Tuesday, April 3, 2007

I have wondered at times what the Ten Commandments would have looked like if Moses had run them through the U.S. Congress. -- Ronald Reagan

The Missouri Legislature adjourns May 18, about seven weeks from the writing of this column. I've learned not to predict the outcome of the issues legislators are debating.

However, in the budget this year, for the first time in recent years, spending, not cuts, is the news story, thanks to efforts two years ago to curtail the runaway medical financial strain on the state budget. Save a little for the rainy days, guys.

The Lewis and Clark (MOHELA) higher education capital improvements bill keeps morphing into different makeups as the issue of stem cells, financial questions and political posturing dominate the debate.

The bill has enjoyed the support of 22 college and university presidents, state and local chambers of commerce, agriculture commodity groups and bipartisan members of the legislature.

I say pass the bill in some form and make use of the creative discovery of funds available to support some needed funding for overdue higher education projects.

One of the toughest issues to address is that of medical costs, funding and allocation of assistance to those most needy.

This is a complicated issue, and I'm one who has faith in our governmental process and efforts of our elected officials to reach a better decision than we who are not well-versed on the issues, the cost and ramifications of sincere (not political) efforts to finalize a bill.

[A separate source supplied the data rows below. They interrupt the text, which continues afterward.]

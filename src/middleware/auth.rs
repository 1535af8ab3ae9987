use std::{
    future::{ready, Ready},
    sync::Arc,
};

use actix_web::{
    dev::{forward_ready, Payload, Service, ServiceRequest, ServiceResponse, Transform},
    http::header::AUTHORIZATION,
    Error, FromRequest, HttpMessage, HttpRequest,
};
use futures_util::future::LocalBoxFuture;
use jsonwebtoken::{decode, DecodingKey, Validation};
use tracing::{debug, warn};

use crate::{error::AppError, routes::auth::Claims, AppConfig};

/// Identity carried by a valid bearer token.
#[derive(Clone, Debug)]
pub struct AuthenticatedUser {
    pub username: String,
    /// Key of the server-side browser session the token was issued for.
    pub session_key: String,
}

impl FromRequest for AuthenticatedUser {
    type Error = AppError;
    type Future = Ready<Result<Self, Self::Error>>;

    fn from_request(req: &HttpRequest, _payload: &mut Payload) -> Self::Future {
        ready(
            req.extensions()
                .get::<AuthenticatedUser>()
                .cloned()
                .ok_or_else(|| {
                    AppError::Unauthenticated("Please login to access this page.".to_string())
                }),
        )
    }
}

pub struct Authentication {
    pub app_config: Arc<AppConfig>,
}

// Middleware factory is `Transform` trait
// `S` - type of the next service
// `B` - type of response's body
impl<S, B> Transform<S, ServiceRequest> for Authentication
where
    S: Service<ServiceRequest, Response = ServiceResponse<B>, Error = Error>,
    S::Future: 'static,
    B: 'static,
{
    type Response = ServiceResponse<B>;
    type Error = Error;
    type InitError = ();
    type Transform = AuthenticationMiddleware<S>;
    type Future = Ready<Result<Self::Transform, Self::InitError>>;

    fn new_transform(&self, service: S) -> Self::Future {
        ready(Ok(AuthenticationMiddleware {
            service,
            decoding_key: DecodingKey::from_secret(self.app_config.jwt_secret.as_bytes()),
        }))
    }
}

pub struct AuthenticationMiddleware<S> {
    service: S,
    decoding_key: DecodingKey,
}

impl<S, B> Service<ServiceRequest> for AuthenticationMiddleware<S>
where
    S: Service<ServiceRequest, Response = ServiceResponse<B>, Error = Error>,
    S::Future: 'static,
    B: 'static,
{
    type Response = ServiceResponse<B>;
    type Error = Error;
    type Future = LocalBoxFuture<'static, Result<Self::Response, Self::Error>>;

    forward_ready!(service);

    fn call(&self, req: ServiceRequest) -> Self::Future {
        // Extract the JWT, validate it, and attach the identity to the request.
        // Requests without one pass through; handlers that need it refuse them.
        let auth_header = req
            .headers()
            .get(AUTHORIZATION)
            .and_then(|value| value.to_str().ok())
            .and_then(|value| value.strip_prefix("Bearer "));

        match auth_header {
            Some(token) => {
                match decode::<Claims>(token, &self.decoding_key, &Validation::default()) {
                    Ok(token_data) => {
                        let claims = token_data.claims;
                        debug!("Authenticated user: {}", &claims.sub);
                        req.extensions_mut().insert(AuthenticatedUser {
                            username: claims.sub,
                            session_key: claims.sid,
                        });
                    }
                    Err(e) => {
                        warn!("Invalid token: {:?}", e);
                    }
                }
            }
            None => {
                debug!("No Authorization header found on {}", req.path());
            }
        };

        let fut = self.service.call(req);

        Box::pin(async move {
            let res = fut.await?;
            Ok(res)
        })
    }
}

Most Missourians want to see both parties work together to address these issues.

No arsenal, or no weapon in the arsenals of the world, is so formidable as the will and courage of free men and women. -- Ronald Reagan

There's an old gag about the difference between an optimist and a pessimist. An optimist thinks this is the best of all possible worlds. A pessimist fears that he might be right.

Corn is now $4 a bushel, up from about $2.25 a bushel last year. The U.S. Agriculture Department's 2007 plantings forecast is expected to show the largest increase in corn planting in a decade. The crop could surge to 87 million acres from 78.3 million acres last year, the government estimated, and some estimate even higher depending on the weather. Can anyone say "ethanol"?

Congrats and thanks to the Notre Dame Regional High School girls' basketball coach, Jerry Grim, who announced his retirement after a highly successful 25-year career: one state title, five state final fours, 11 district titles, 441 wins (227 losses). And the school has named the new basketball court after him.

Also thanks to Cape Girardeau County's emergency director, David Hitt, who recently announced his retirement after 11 years on the job. Hitt, 60 was a 28-year career military man, retiring as a master sergeant. During his retirement he intends to devote time to issues important to veterans. He is also a former Jackson alderman and will be devoting his time to his renewed duties on the board of aldermen as the soon-to-be-elected (unopposed) Ward 2 alderman.

Recently, over 600 Cape Girardeau-area citizens attended free showings of the movie "The Ultimate Gift" sponsored by the Southeast Missouri State University Foundation, United Way and other area charitable groups.

It's a good movie. I ran across a recent article by Alan Farnham, which gives you some background on the movie:

You're pulling my legacy: Backers of a new film, "The Ultimate Gift," hope it will make you laugh, cry and hire a financial planner.

Starring James Garner, it's a witty, winning explication of how -- as today's financial planners like to say -- you can "leave your legacy" successfully.

The movie is the latest brand extension of what started as a little book (154 pages) on wealth transfer and has now turned into almost a cult for certain financial advisers. "The Ultimate Gift" was originally a novel dictated in five days by Jim Stovall, a blind author, TV producer and motivational speaker whose company, Narrative Television Network, is in Tulsa, Okla. It was published in 1999 by Executive Books (for a book club), then again in 2000 by Honor Books for retail distribution.

Sales were slim. Then one day Stovall got a call from asking what he was doing to cause bulk buys of 200 or 300 copies at a time. "I had no idea," he says. But he investigated and found the book had become a huge hit with trust officers, estate planners, wealth coaches and other financial advisers. They were buying it for clients.

To date the book has sold 4 million copies, with no promotion or advertising. Not a financial advice book filled with tips and techniques, it is instead a fable that teaches that the right way to hand down money is first to hand down one's values. "Compared to anything else I've ever done, this one has had the longest fuse," Stovall says.

With a group of partners, he has also launched the Ultimate Gift Experience -- a Web site providing tools, guides and other resources that a family (rich or otherwise) can use to transfer values from one generation to the next. For example, $100 buys you a kit consisting of envelopes filled with questions meant to spark family conversations about friendship, hard work, gratitude and other values. The site also lists Ultimate Gift ambassadors -- mostly financial planners and estate attorneys -- who can help donors leave legacies the UG way.

Gary Rust is chairman of Rust Communications.